The evolved life-support systems for our planet contrasts with the combination of equipment that allows survival in an environment or situation that would not support that life in its absence. It is applied to the algae, bacteria, carbon, nitrogen, phosphorus, and nitrogen cycles as well as the systems supporting human life in situations where the outside environment is hostile, such as outer space or underwater, or medical situations where the health of the person is compromised to the extent that the risk of death would be high without the function of the equipment.

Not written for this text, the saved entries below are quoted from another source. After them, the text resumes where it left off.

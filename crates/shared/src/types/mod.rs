//! Common types used across the ledger crates.

pub mod money;
pub mod pagination;
pub mod principal;

pub use money::{MONEY_SCALE, Money, round_money};
pub use pagination::{PageRequest, PageResponse};
pub use principal::Principal;
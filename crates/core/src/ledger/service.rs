//! Ledger service façade.
//!
//! [`LedgerService`] owns the store, the counter cache, the clock, the
//! settings and the auditors, and exposes every ledger operation through
//! one object.

use std::sync::Arc;
use std::time::Duration;

use chrono::{DateTime, Utc};
use rust_decimal::Decimal;
use tally_shared::{LedgerSettings, Money};
use tokio_util::sync::CancellationToken;

use super::append::AppendEngine;
use super::audit::{Auditor, AuditorRegistry};
use super::balance::{Balance, BalanceQuery, EntryPage, EntryPageRequest};
use super::cache::CounterCache;
use super::checkpoint::Checkpoint;
use super::clock::{Clock, SystemClock};
use super::compactor::{CompactionReport, Compactor, SweepOutcome};
use super::entry::{EntryRequest, LedgerEntry};
use super::error::LedgerError;
use super::hold::HoldManager;
use super::keys::KeyGenerator;
use super::store::LedgerStore;

/// Entry point for every ledger operation.
///
/// ```no_run
/// # use std::sync::Arc;
/// # use rust_decimal_macros::dec;
/// # use tally_core::adapters::memory::{MemoryCounterCache, MemoryLedgerStore};
/// # use tally_core::ledger::{EntryRequest, LedgerService};
/// # use tally_shared::LedgerSettings;
/// # use tokio_util::sync::CancellationToken;
/// # async fn demo() -> Result<(), tally_core::ledger::LedgerError> {
/// let ledger = LedgerService::new(
///     Arc::new(MemoryLedgerStore::new()),
///     Arc::new(MemoryCounterCache::new()),
///     LedgerSettings::default(),
/// );
/// let cancel = CancellationToken::new();
/// ledger.append(vec![EntryRequest::new("acct-1", dec!(100))], &cancel).await?;
/// let balance = ledger.balance_now("acct-1", &cancel).await?;
/// assert_eq!(balance.total.amount(), dec!(100));
/// # Ok(())
/// # }
/// ```
#[derive(Debug)]
pub struct LedgerService<S: LedgerStore, C: CounterCache> {
    store: Arc<S>,
    cache: Arc<C>,
    clock: Arc<dyn Clock>,
    keys: Arc<KeyGenerator>,
    auditors: AuditorRegistry,
    settings: LedgerSettings,
}

impl<S: LedgerStore, C: CounterCache> LedgerService<S, C> {
    /// Creates a service on the system clock with no auditors.
    #[must_use]
    pub fn new(store: Arc<S>, cache: Arc<C>, settings: LedgerSettings) -> Self {
        Self {
            store,
            cache,
            clock: Arc::new(SystemClock),
            keys: Arc::new(KeyGenerator::new()),
            auditors: AuditorRegistry::new(),
            settings,
        }
    }

    /// Replaces the clock.
    #[must_use]
    pub fn with_clock(mut self, clock: Arc<dyn Clock>) -> Self {
        self.clock = clock;
        self
    }

    /// Registers an auditor after those already registered.
    #[must_use]
    pub fn with_auditor(mut self, auditor: Arc<dyn Auditor>) -> Self {
        self.auditors.register(auditor);
        self
    }

    /// The active settings.
    #[must_use]
    pub fn settings(&self) -> &LedgerSettings {
        &self.settings
    }

    /// Records a batch of entries.
    ///
    /// # Errors
    ///
    /// See [`AppendEngine::append`].
    pub async fn append(
        &self,
        requests: Vec<EntryRequest>,
        cancel: &CancellationToken,
    ) -> Result<Vec<LedgerEntry>, LedgerError> {
        self.appender().append(requests, cancel).await
    }

    /// Balance at the end of the UTC day containing `as_of`.
    ///
    /// # Errors
    ///
    /// See [`BalanceQuery::balance`].
    pub async fn balance(
        &self,
        principal: &str,
        as_of: DateTime<Utc>,
        cancel: &CancellationToken,
    ) -> Result<Balance, LedgerError> {
        self.query().balance(principal, as_of, cancel).await
    }

    /// Balance as of now.
    ///
    /// # Errors
    ///
    /// See [`BalanceQuery::balance`].
    pub async fn balance_now(&self, principal: &str, cancel: &CancellationToken) -> Result<Balance, LedgerError> {
        self.query().balance_now(principal, cancel).await
    }

    /// Entry history, newest first.
    ///
    /// # Errors
    ///
    /// See [`BalanceQuery::entries`].
    pub async fn entries(
        &self,
        principal: &str,
        page: &EntryPageRequest,
        cancel: &CancellationToken,
    ) -> Result<EntryPage, LedgerError> {
        self.query().entries(principal, page, cancel).await
    }

    /// Checkpoints with end-instant in `[from, to]`, newest first.
    ///
    /// # Errors
    ///
    /// See [`BalanceQuery::checkpoints`].
    pub async fn checkpoints(
        &self,
        principal: &str,
        from: DateTime<Utc>,
        to: DateTime<Utc>,
        cancel: &CancellationToken,
    ) -> Result<Vec<Checkpoint>, LedgerError> {
        self.query().checkpoints(principal, from, to, cancel).await
    }

    /// Adds to the principal's hold.
    ///
    /// # Errors
    ///
    /// See [`HoldManager::freeze`].
    pub async fn freeze(&self, principal: &str, amount: Decimal, cancel: &CancellationToken) -> Result<Money, LedgerError> {
        self.holds().freeze(principal, amount, cancel).await
    }

    /// Releases part of the principal's hold.
    ///
    /// # Errors
    ///
    /// See [`HoldManager::unfreeze`].
    pub async fn unfreeze(&self, principal: &str, amount: Decimal, cancel: &CancellationToken) -> Result<Money, LedgerError> {
        self.holds().unfreeze(principal, amount, cancel).await
    }

    /// Releases the whole hold.
    ///
    /// # Errors
    ///
    /// See [`HoldManager::unfreeze_all`].
    pub async fn unfreeze_all(&self, principal: &str, cancel: &CancellationToken) -> Result<(), LedgerError> {
        self.holds().unfreeze_all(principal, cancel).await
    }

    /// Current hold.
    ///
    /// # Errors
    ///
    /// See [`HoldManager::frozen`].
    pub async fn frozen(&self, principal: &str) -> Result<Money, LedgerError> {
        self.holds().frozen(principal).await
    }

    /// Compacts one principal.
    ///
    /// # Errors
    ///
    /// See [`Compactor::compact`].
    pub async fn compact(&self, principal: &str, cancel: &CancellationToken) -> Result<CompactionReport, LedgerError> {
        self.compactor().compact(principal, cancel).await
    }

    /// Compacts several principals in turn.
    pub async fn compact_all<P: AsRef<str>>(&self, principals: &[P], cancel: &CancellationToken) -> SweepOutcome {
        self.compactor().compact_all(principals, cancel).await
    }

    fn appender(&self) -> AppendEngine<S, C> {
        AppendEngine::new(
            Arc::clone(&self.store),
            Arc::clone(&self.cache),
            Arc::clone(&self.clock),
            Arc::clone(&self.keys),
            self.settings.counter_ttl_secs.map(Duration::from_secs),
        )
    }

    fn holds(&self) -> HoldManager<C> {
        HoldManager::new(Arc::clone(&self.cache), self.settings.cas_max_retries)
    }

    fn query(&self) -> BalanceQuery<S, C> {
        BalanceQuery::new(
            Arc::clone(&self.store),
            Arc::clone(&self.cache),
            Arc::clone(&self.clock),
            self.holds(),
            self.settings.query_window_days,
        )
    }

    fn compactor(&self) -> Compactor<S, C> {
        Compactor::new(
            Arc::clone(&self.store),
            Arc::clone(&self.cache),
            Arc::clone(&self.clock),
            self.auditors.clone(),
            self.settings.clone(),
        )
    }
}
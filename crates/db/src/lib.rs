//! PostgreSQL persistence for the ledger engine.
//!
//! This crate provides:
//! - `SeaORM` entity definitions for entries, checkpoints and counters
//! - [`PgLedgerStore`] and [`PgCounterCache`], the database-backed
//!   implementations of the core store and cache traits
//! - Database migrations

pub mod entities;
pub mod migration;
pub mod repositories;

pub use migration::Migrator;
pub use repositories::{PgCounterCache, PgLedgerStore};

use std::time::Duration;

use sea_orm::{ConnectOptions, Database, DatabaseConnection, DbErr};
use tally_shared::DatabaseConfig;

/// Establishes a connection to the database.
///
/// # Errors
///
/// Returns an error if the connection cannot be established.
pub async fn connect(database_url: &str) -> Result<DatabaseConnection, DbErr> {
    Database::connect(database_url).await
}

/// Establishes a pooled connection using the configured limits.
///
/// # Errors
///
/// Returns an error if the connection cannot be established.
pub async fn connect_with(config: &DatabaseConfig) -> Result<DatabaseConnection, DbErr> {
    let mut options = ConnectOptions::new(config.url.clone());
    options
        .max_connections(config.max_connections)
        .min_connections(config.min_connections)
        .connect_timeout(Duration::from_secs(10))
        .sqlx_logging(false);
    Database::connect(options).await
}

Our planet's life support system are increasingly being recognized as extensively damaged due to growing population, resource demand, along with inefficient resource and waste management. Tipping points in the climate system - Wikipedia .

In human spaceflight, a life-support system is a group of devices that allow a human being to survive in outer space.
US government space agency NASA, and private spaceflight companies
use the phrase "environmental control and life-support system" or the acronym ECLSS when describing these systems. The life-support system may supply air, water and food. It must also maintain the correct body temperature, an acceptable pressure on the body and deal with the body's waste products. Shielding against harmful external influences such as radiation and micro-meteorites may also be necessary. Components of the life-support system are life-critical, and are designed and constructed using safety engineering techniques.

In underwater diving, the breathing apparatus is considered to be life support equipment, and a saturation diving system is considered a life-support system – the personnel who are responsible for operating it are called life support technicians. The concept can also be extended to submarines, crewed submersibles and atmospheric diving suits, where the breathing gas requires treatment to remain respirable, and the occupants are isolated from the outside ambient pressure and temperature.

Medical life-support systems include heart-lung machines, medical ventilators and dialysis equipment.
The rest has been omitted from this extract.